Go line by line through the data and copy those with the word "reading".

..........

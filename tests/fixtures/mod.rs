//! Test fixtures and data generators
//!
//! Builders and generators for creating photometric profile test data.

pub mod builders;

pub use builders::*;
use tracing::debug;

use crate::errors::{IesError, IesResult};
use crate::profile::{FileFormat, GoniometerType, PhotometricData, PhotometricProfile, TiltData};

/// Keywords every LM-63-2002 profile must carry
pub const REQUIRED_KEYWORDS_2002: [&str; 4] = ["TEST", "TESTLAB", "MANUFAC", "ISSUEDATE"];

/// Configuration for semantic checks on a parsed profile
#[derive(Debug, Clone)]
pub struct ValidationConfig {
    /// Vertical and horizontal angles must be strictly ascending
    pub require_ascending_angles: bool,
    /// Angles must lie in the range of the goniometer type
    pub check_angle_ranges: bool,
    pub allow_negative_candelas: bool,
    /// Enforce the keywords LM-63-2002 makes mandatory
    pub strict_mode: bool,
}

impl Default for ValidationConfig {
    fn default() -> Self {
        Self {
            require_ascending_angles: true,
            check_angle_ranges: true,
            allow_negative_candelas: false,
            strict_mode: false,
        }
    }
}

impl ValidationConfig {
    pub fn strict() -> Self {
        Self {
            strict_mode: true,
            ..Self::default()
        }
    }
}

/// Trait for validatable profile components
pub trait IesValidate {
    fn validate(&self, config: &ValidationConfig) -> IesResult<()>;

    /// Validate with the default configuration
    fn quick_validate(&self) -> IesResult<()> {
        self.validate(&ValidationConfig::default())
    }
}

fn failed(field: &str, reason: String) -> IesError {
    IesError::ValidationFailed {
        field: field.to_string(),
        reason,
    }
}

/// Angle array validator
pub struct AngleValidator;

impl AngleValidator {
    /// Valid vertical angle range per goniometer type
    pub fn vertical_range(goniometer: GoniometerType) -> (f32, f32) {
        match goniometer {
            GoniometerType::TypeC => (0.0, 180.0),
            GoniometerType::TypeA | GoniometerType::TypeB => (-90.0, 90.0),
        }
    }

    /// Valid horizontal angle range per goniometer type
    pub fn horizontal_range(goniometer: GoniometerType) -> (f32, f32) {
        match goniometer {
            GoniometerType::TypeC => (0.0, 360.0),
            GoniometerType::TypeA | GoniometerType::TypeB => (-90.0, 90.0),
        }
    }

    pub fn validate_range(angles: &[f32], (min, max): (f32, f32), field: &str) -> IesResult<()> {
        if let Some((i, angle)) = angles
            .iter()
            .enumerate()
            .find(|&(_, &a)| !(min..=max).contains(&a))
        {
            return Err(failed(
                field,
                format!("angle {} at index {} outside {}..{}", angle, i, min, max),
            ));
        }
        Ok(())
    }

    pub fn validate_ascending(angles: &[f32], field: &str) -> IesResult<()> {
        if let Some(i) = angles.windows(2).position(|pair| pair[1] <= pair[0]) {
            return Err(failed(
                field,
                format!(
                    "angles not ascending at index {}: {} then {}",
                    i + 1,
                    angles[i],
                    angles[i + 1]
                ),
            ));
        }
        Ok(())
    }
}

/// Candela matrix validator
pub struct CandelaValidator;

impl CandelaValidator {
    pub fn validate_non_negative(photo: &PhotometricData) -> IesResult<()> {
        for (h, row) in photo.candelas.iter().enumerate() {
            if let Some(v) = row.iter().position(|&c| c < 0.0) {
                return Err(failed(
                    "candelas",
                    format!("negative candela {} at [{}][{}]", row[v], h, v),
                ));
            }
        }
        Ok(())
    }
}

/// Label keyword validator
pub struct KeywordValidator;

impl KeywordValidator {
    /// Check that all keywords required by the file format are present
    pub fn validate_required(profile: &PhotometricProfile) -> IesResult<()> {
        if profile.file.format != FileFormat::Lm63_2002 {
            return Ok(());
        }

        let missing: Vec<&str> = REQUIRED_KEYWORDS_2002
            .iter()
            .copied()
            .filter(|keyword| profile.keyword(keyword).is_none())
            .collect();

        if !missing.is_empty() {
            return Err(failed(
                "labels",
                format!("missing required keywords: {}", missing.join(", ")),
            ));
        }
        Ok(())
    }
}

impl IesValidate for TiltData {
    fn validate(&self, config: &ValidationConfig) -> IesResult<()> {
        if self.angles.len() != self.num_pairs || self.mult_factors.len() != self.num_pairs {
            return Err(IesError::DimensionMismatch {
                field: "TILT pairs".to_string(),
                declared: self.num_pairs,
                actual: self.angles.len().min(self.mult_factors.len()),
            });
        }

        if config.check_angle_ranges {
            AngleValidator::validate_range(&self.angles, (0.0, 180.0), "TILT angles")?;
        }
        if config.require_ascending_angles {
            AngleValidator::validate_ascending(&self.angles, "TILT angles")?;
        }
        if let Some(factor) = self.mult_factors.iter().find(|&&f| f < 0.0) {
            return Err(failed(
                "TILT multiplying factors",
                format!("negative factor {}", factor),
            ));
        }
        Ok(())
    }
}

impl IesValidate for PhotometricData {
    fn validate(&self, config: &ValidationConfig) -> IesResult<()> {
        if self.num_vert_angles == 0 || self.num_horz_angles == 0 {
            return Err(failed(
                "angle counts",
                format!(
                    "{} vertical by {} horizontal angles",
                    self.num_vert_angles, self.num_horz_angles
                ),
            ));
        }

        if config.check_angle_ranges {
            AngleValidator::validate_range(
                &self.vert_angles,
                AngleValidator::vertical_range(self.goniometer_type),
                "vertical angles",
            )?;
            AngleValidator::validate_range(
                &self.horz_angles,
                AngleValidator::horizontal_range(self.goniometer_type),
                "horizontal angles",
            )?;
        }

        if config.require_ascending_angles {
            AngleValidator::validate_ascending(&self.vert_angles, "vertical angles")?;
            AngleValidator::validate_ascending(&self.horz_angles, "horizontal angles")?;
        }

        if !config.allow_negative_candelas {
            CandelaValidator::validate_non_negative(self)?;
        }
        Ok(())
    }
}

impl IesValidate for PhotometricProfile {
    fn validate(&self, config: &ValidationConfig) -> IesResult<()> {
        debug!(name = %self.file.name, strict = config.strict_mode, "validating profile");

        self.check_dimensions()?;
        self.photo.validate(config)?;

        if let Some(tilt) = &self.lamp.tilt {
            tilt.validate(config)?;
        }

        if self.lamp.num_lamps < 1 {
            return Err(failed(
                "number of lamps",
                format!("{} lamps", self.lamp.num_lamps),
            ));
        }

        if config.strict_mode {
            KeywordValidator::validate_required(self)?;
        }
        Ok(())
    }
}
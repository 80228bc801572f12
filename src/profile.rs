//! Photometric data model
//!
//! Typed representation of an IESNA LM-63 profile. A profile exclusively owns
//! all of its arrays; cloning yields a fully independent value.

use serde::{Deserialize, Serialize};

use crate::errors::IesError;

/// TILT token meaning "no TILT data"
pub const TILT_NONE: &str = "NONE";

/// TILT token meaning "TILT block follows inline"
pub const TILT_INCLUDE: &str = "INCLUDE";

#[derive(Debug, Clone, Copy, Serialize, Deserialize, PartialEq, Eq, Hash, Default)]
pub enum FileFormat {
    #[default]
    Lm63_1986,
    Lm63_1991,
    Lm63_1995,
    Lm63_2002,
}

impl FileFormat {
    /// Marker line written at the top of a serialized profile
    pub fn marker(&self) -> &'static str {
        match self {
            FileFormat::Lm63_1986 => "IESNA86",
            FileFormat::Lm63_1991 => "IESNA91",
            FileFormat::Lm63_1995 => "IESNA:LM-63-1995",
            FileFormat::Lm63_2002 => "IESNA:LM-63-2002",
        }
    }
}

impl std::fmt::Display for FileFormat {
    fn fmt(&self, f: &mut std::fmt::Formatter<'_>) -> std::fmt::Result {
        match self {
            FileFormat::Lm63_1986 => write!(f, "LM-63-1986"),
            FileFormat::Lm63_1991 => write!(f, "LM-63-1991"),
            FileFormat::Lm63_1995 => write!(f, "LM-63-1995"),
            FileFormat::Lm63_2002 => write!(f, "LM-63-2002"),
        }
    }
}

#[derive(Debug, Clone, Serialize, Deserialize, Default)]
pub struct FileInfo {
    /// Display name, usually the path the profile was read from
    pub name: String,
    pub format: FileFormat,
}

// The display name is not part of a profile's identity: renamed copies of the
// same file compare equal.
impl PartialEq for FileInfo {
    fn eq(&self, other: &Self) -> bool {
        self.format == other.format
    }
}

/// Lamp-to-luminaire geometry
#[derive(Debug, Clone, Copy, Serialize, Deserialize, PartialEq, Eq, Hash)]
pub enum TiltOrientation {
    LampVertical = 1,
    LampHorizontal = 2,
    LampTilted = 3,
}

impl TryFrom<i64> for TiltOrientation {
    type Error = IesError;

    fn try_from(value: i64) -> Result<Self, Self::Error> {
        match value {
            1 => Ok(TiltOrientation::LampVertical),
            2 => Ok(TiltOrientation::LampHorizontal),
            3 => Ok(TiltOrientation::LampTilted),
            _ => Err(IesError::InvalidEnumValue {
                field: "lamp-to-luminaire geometry".to_string(),
                value,
            }),
        }
    }
}

#[derive(Debug, Clone, Serialize, Deserialize, PartialEq)]
pub struct TiltData {
    pub orientation: TiltOrientation,
    pub num_pairs: usize,
    pub angles: Vec<f32>,
    pub mult_factors: Vec<f32>,
}

#[derive(Debug, Clone, Serialize, Deserialize, PartialEq)]
pub struct LampData {
    pub num_lamps: i32,
    pub lumens_per_lamp: f32,
    /// Candela multiplying factor
    pub multiplier: f32,
    /// `NONE`, `INCLUDE` or the path of an external TILT file
    pub tilt_file_name: String,
    pub tilt: Option<TiltData>,
}

impl Default for LampData {
    fn default() -> Self {
        Self {
            num_lamps: 1,
            lumens_per_lamp: 1000.0,
            multiplier: 1.0,
            tilt_file_name: TILT_NONE.to_string(),
            tilt: None,
        }
    }
}

#[derive(Debug, Clone, Copy, Serialize, Deserialize, PartialEq, Eq, Hash, Default)]
pub enum Units {
    Feet = 1,
    #[default]
    Meters = 2,
}

impl TryFrom<i64> for Units {
    type Error = IesError;

    fn try_from(value: i64) -> Result<Self, Self::Error> {
        match value {
            1 => Ok(Units::Feet),
            2 => Ok(Units::Meters),
            _ => Err(IesError::InvalidEnumValue {
                field: "units type".to_string(),
                value,
            }),
        }
    }
}

/// Luminous cavity dimensions
#[derive(Debug, Clone, Copy, Serialize, Deserialize, PartialEq, Default)]
pub struct Dimensions {
    pub width: f32,
    pub length: f32,
    pub height: f32,
}

#[derive(Debug, Clone, Copy, Serialize, Deserialize, PartialEq)]
pub struct ElectricalData {
    pub ballast_factor: f32,
    /// Ballast-lamp photometric factor
    pub blp_factor: f32,
    pub input_watts: f32,
}

impl Default for ElectricalData {
    fn default() -> Self {
        Self {
            ballast_factor: 1.0,
            blp_factor: 1.0,
            input_watts: 0.0,
        }
    }
}

/// Photometric goniometer type
#[derive(Debug, Clone, Copy, Serialize, Deserialize, PartialEq, Eq, Hash, Default)]
pub enum GoniometerType {
    #[default]
    TypeC = 1,
    TypeB = 2,
    TypeA = 3,
}

impl TryFrom<i64> for GoniometerType {
    type Error = IesError;

    fn try_from(value: i64) -> Result<Self, Self::Error> {
        match value {
            1 => Ok(GoniometerType::TypeC),
            2 => Ok(GoniometerType::TypeB),
            3 => Ok(GoniometerType::TypeA),
            _ => Err(IesError::InvalidEnumValue {
                field: "photometric type".to_string(),
                value,
            }),
        }
    }
}

#[derive(Debug, Clone, Serialize, Deserialize, PartialEq, Default)]
pub struct PhotometricData {
    pub goniometer_type: GoniometerType,
    pub num_vert_angles: usize,
    pub num_horz_angles: usize,
    pub vert_angles: Vec<f32>,
    pub horz_angles: Vec<f32>,
    /// Indexed `[horizontal][vertical]`
    pub candelas: Vec<Vec<f32>>,
}

impl PhotometricData {
    /// Candela value at a horizontal/vertical index pair
    pub fn candela(&self, horz_index: usize, vert_index: usize) -> Option<f32> {
        self.candelas
            .get(horz_index)
            .and_then(|row| row.get(vert_index))
            .copied()
    }

    pub fn max_candela(&self) -> f32 {
        self.candelas
            .iter()
            .flatten()
            .copied()
            .fold(0.0, f32::max)
    }
}

#[derive(Debug, Clone, Serialize, Deserialize, PartialEq, Default)]
pub struct PhotometricProfile {
    pub file: FileInfo,
    pub labels: Vec<String>,
    pub lamp: LampData,
    pub units: Units,
    pub dim: Dimensions,
    pub elec: ElectricalData,
    pub photo: PhotometricData,
}

impl PhotometricProfile {
    pub fn has_tilt(&self) -> bool {
        self.lamp.tilt.is_some()
    }

    /// Labels carrying a `[KEYWORD]` prefix, split into keyword and value
    pub fn keywords(&self) -> impl Iterator<Item = (&str, &str)> {
        self.labels.iter().filter_map(|label| {
            let rest = label.strip_prefix('[')?;
            let (keyword, value) = rest.split_once(']')?;
            Some((keyword, value.trim()))
        })
    }

    /// Value of the first label with the given keyword, e.g. `MANUFAC`
    pub fn keyword(&self, name: &str) -> Option<&str> {
        self.keywords()
            .find(|(keyword, _)| keyword.eq_ignore_ascii_case(name))
            .map(|(_, value)| value)
    }
}
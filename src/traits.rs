use crate::cursor::LineCursor;
use crate::errors::IesResult;
use crate::parser_config::ParserConfig;
use bytes::BytesMut;

pub trait IesParser {
    fn from_cursor(cursor: &mut LineCursor, config: &ParserConfig) -> IesResult<Self>
    where
        Self: Sized;
}

pub trait IesWriter {
    fn to_bytes(&self, buffer: &mut BytesMut) -> IesResult<()>;
}
//! TILT block resolution
//!
//! The `TILT=` directive either says there is no TILT data, that the block
//! follows inline, or names an external file holding the same block grammar.

use bytes::BytesMut;
use tracing::debug;

use crate::{
    cursor::LineCursor,
    errors::{IesError, IesResult},
    parser_config::ParserConfig,
    profile::{TiltData, TiltOrientation, TILT_INCLUDE, TILT_NONE},
    tokenizing::{read_floats, read_int},
    traits::{IesParser, IesWriter},
    utils::{read_file_to_bytes, write_floats, write_line},
};

impl IesParser for TiltData {
    /// Parse a TILT block: orientation line, pair count line, then the
    /// angle and multiplier arrays when the count is non-zero
    fn from_cursor(cursor: &mut LineCursor, config: &ParserConfig) -> IesResult<Self> {
        let orientation = TiltOrientation::try_from(read_int(cursor, "lamp-to-luminaire geometry")?)?;

        let num_pairs = read_int(cursor, "TILT pair count")?;
        let num_pairs = usize::try_from(num_pairs).map_err(|_| IesError::MalformedHeader {
            field: "TILT pair count".to_string(),
            line: cursor.line_number(),
            reason: format!("negative pair count {}", num_pairs),
        })?;
        config.check_tilt_pairs(num_pairs)?;

        let (angles, mult_factors) = if num_pairs > 0 {
            let angles = read_floats(cursor, num_pairs, "TILT angles")?;
            let mult_factors = read_floats(cursor, num_pairs, "TILT multiplying factors")?;
            (angles, mult_factors)
        } else {
            (Vec::new(), Vec::new())
        };

        Ok(TiltData {
            orientation,
            num_pairs,
            angles,
            mult_factors,
        })
    }
}

impl IesWriter for TiltData {
    fn to_bytes(&self, buffer: &mut BytesMut) -> IesResult<()> {
        for (field, actual) in [
            ("TILT angles", self.angles.len()),
            ("TILT multiplying factors", self.mult_factors.len()),
        ] {
            if actual != self.num_pairs {
                return Err(IesError::DimensionMismatch {
                    field: field.to_string(),
                    declared: self.num_pairs,
                    actual,
                });
            }
        }

        write_line(buffer, &(self.orientation as i32).to_string());
        write_line(buffer, &self.num_pairs.to_string());
        if self.num_pairs > 0 {
            write_floats(buffer, &self.angles);
            write_floats(buffer, &self.mult_factors);
        }
        Ok(())
    }
}

/// Resolve the value following `TILT=`
///
/// `INCLUDE` reads the block from `cursor`, right after the label section.
/// Any other value except `NONE` is an external file, parsed on its own cursor.
pub fn resolve_tilt(
    reference: &str,
    cursor: &mut LineCursor,
    config: &ParserConfig,
) -> IesResult<Option<TiltData>> {
    match reference {
        TILT_NONE => Ok(None),
        TILT_INCLUDE => {
            debug!(line = cursor.line_number(), "reading inline TILT block");
            TiltData::from_cursor(cursor, config).map(Some)
        },
        path => read_external_tilt(path, config).map(Some),
    }
}

fn read_external_tilt(reference: &str, config: &ParserConfig) -> IesResult<TiltData> {
    let invalid = |reason: String| IesError::InvalidTiltReference {
        path: reference.to_string(),
        reason,
    };

    if !config.resolve_external_tilt {
        return Err(invalid("external TILT files are disabled".to_string()));
    }

    let path = config.resolve_tilt_path(reference);
    debug!(path = %path.display(), "reading external TILT file");

    let data = read_file_to_bytes(&path).map_err(|e| invalid(e.to_string()))?;
    config
        .check_file_size(data.len())
        .map_err(|e| invalid(e.to_string()))?;

    let mut tilt_cursor = LineCursor::new(data);
    TiltData::from_cursor(&mut tilt_cursor, config).map_err(|e| invalid(e.to_string()))
}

..........

**RESULT FOR THIS EXERCISE**
            debug!(line = cursor.line_number(), "reading inline TILT block");
    debug!(path = %path.display(), "reading external TILT file");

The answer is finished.